Work request: Among the lines of the records, find all that carry the word "timeout" and copy them.
Records supplied Block Start
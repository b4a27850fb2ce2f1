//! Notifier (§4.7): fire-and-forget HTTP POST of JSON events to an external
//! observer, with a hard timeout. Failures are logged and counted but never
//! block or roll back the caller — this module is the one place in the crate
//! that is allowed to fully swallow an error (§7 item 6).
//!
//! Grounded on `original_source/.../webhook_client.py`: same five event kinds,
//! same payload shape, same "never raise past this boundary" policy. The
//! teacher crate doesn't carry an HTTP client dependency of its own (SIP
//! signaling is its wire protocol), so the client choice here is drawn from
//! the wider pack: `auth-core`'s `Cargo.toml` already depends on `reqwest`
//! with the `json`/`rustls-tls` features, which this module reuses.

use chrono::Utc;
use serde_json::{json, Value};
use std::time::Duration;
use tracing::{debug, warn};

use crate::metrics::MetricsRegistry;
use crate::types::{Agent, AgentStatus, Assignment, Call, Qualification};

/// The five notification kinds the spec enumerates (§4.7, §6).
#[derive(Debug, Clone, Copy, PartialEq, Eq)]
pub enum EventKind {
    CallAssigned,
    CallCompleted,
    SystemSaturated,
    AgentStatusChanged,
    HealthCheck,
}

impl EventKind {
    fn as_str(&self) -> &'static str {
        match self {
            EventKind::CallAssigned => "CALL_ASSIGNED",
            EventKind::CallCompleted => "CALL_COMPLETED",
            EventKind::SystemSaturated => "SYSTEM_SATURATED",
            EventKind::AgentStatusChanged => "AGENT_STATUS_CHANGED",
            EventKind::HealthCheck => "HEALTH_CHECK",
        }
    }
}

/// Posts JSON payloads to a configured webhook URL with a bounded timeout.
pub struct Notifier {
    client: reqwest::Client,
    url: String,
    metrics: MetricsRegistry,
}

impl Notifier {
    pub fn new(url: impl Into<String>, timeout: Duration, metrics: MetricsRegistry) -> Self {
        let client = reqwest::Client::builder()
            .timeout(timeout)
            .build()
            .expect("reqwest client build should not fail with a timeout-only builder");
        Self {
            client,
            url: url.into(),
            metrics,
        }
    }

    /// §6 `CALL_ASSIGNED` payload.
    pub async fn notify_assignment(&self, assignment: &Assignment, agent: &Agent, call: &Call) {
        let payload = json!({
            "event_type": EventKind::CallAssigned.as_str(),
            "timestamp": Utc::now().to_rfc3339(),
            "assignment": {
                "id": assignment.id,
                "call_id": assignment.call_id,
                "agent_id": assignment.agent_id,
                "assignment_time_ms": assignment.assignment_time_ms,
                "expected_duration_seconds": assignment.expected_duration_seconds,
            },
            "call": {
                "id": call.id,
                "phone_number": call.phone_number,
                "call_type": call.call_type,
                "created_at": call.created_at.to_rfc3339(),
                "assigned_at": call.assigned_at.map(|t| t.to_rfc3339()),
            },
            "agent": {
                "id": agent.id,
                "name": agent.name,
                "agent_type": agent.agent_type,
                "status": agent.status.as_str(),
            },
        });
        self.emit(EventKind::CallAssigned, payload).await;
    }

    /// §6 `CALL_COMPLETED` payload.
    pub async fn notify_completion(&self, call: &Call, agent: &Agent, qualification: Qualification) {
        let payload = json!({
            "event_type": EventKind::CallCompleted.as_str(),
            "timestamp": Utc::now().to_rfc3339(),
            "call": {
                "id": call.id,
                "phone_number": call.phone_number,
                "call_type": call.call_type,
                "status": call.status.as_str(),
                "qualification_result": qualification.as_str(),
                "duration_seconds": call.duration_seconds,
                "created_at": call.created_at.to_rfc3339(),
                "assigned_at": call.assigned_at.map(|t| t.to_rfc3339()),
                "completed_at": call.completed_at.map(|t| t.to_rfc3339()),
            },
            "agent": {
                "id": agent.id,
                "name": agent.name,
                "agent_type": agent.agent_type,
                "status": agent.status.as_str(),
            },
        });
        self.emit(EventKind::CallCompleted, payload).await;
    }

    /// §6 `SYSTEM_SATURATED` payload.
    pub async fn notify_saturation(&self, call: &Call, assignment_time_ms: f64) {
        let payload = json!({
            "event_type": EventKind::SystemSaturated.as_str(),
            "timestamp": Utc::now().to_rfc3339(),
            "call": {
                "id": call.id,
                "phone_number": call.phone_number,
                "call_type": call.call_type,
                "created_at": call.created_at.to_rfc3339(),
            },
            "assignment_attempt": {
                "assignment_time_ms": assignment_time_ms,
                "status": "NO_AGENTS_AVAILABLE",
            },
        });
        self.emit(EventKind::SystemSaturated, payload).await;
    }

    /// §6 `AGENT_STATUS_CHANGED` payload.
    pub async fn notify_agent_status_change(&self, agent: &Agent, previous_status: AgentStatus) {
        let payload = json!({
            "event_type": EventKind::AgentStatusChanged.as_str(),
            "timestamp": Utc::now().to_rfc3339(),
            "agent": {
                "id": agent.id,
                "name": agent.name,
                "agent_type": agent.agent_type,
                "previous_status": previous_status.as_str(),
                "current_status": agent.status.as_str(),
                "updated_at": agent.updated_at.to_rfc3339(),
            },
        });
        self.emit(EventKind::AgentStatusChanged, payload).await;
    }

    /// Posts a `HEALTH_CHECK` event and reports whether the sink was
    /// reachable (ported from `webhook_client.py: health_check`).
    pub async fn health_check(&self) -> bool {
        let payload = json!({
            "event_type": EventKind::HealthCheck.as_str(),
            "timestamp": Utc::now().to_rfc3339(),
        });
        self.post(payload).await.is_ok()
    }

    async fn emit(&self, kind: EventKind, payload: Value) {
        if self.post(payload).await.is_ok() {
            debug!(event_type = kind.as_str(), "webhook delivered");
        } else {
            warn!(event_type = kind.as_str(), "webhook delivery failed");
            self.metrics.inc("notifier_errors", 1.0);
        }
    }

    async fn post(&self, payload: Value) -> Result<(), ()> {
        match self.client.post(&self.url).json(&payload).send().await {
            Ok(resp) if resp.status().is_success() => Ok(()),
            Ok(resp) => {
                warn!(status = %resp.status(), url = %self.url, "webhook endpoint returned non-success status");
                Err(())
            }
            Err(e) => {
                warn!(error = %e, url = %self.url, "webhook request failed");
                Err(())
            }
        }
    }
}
Records supplied Block End
Task output:
//! observer, with a hard timeout. Failures are logged and counted but never
/// Posts JSON payloads to a configured webhook URL with a bounded timeout.
    pub fn new(url: impl Into<String>, timeout: Duration, metrics: MetricsRegistry) -> Self {
            .timeout(timeout)
            .expect("reqwest client build should not fail with a timeout-only builder");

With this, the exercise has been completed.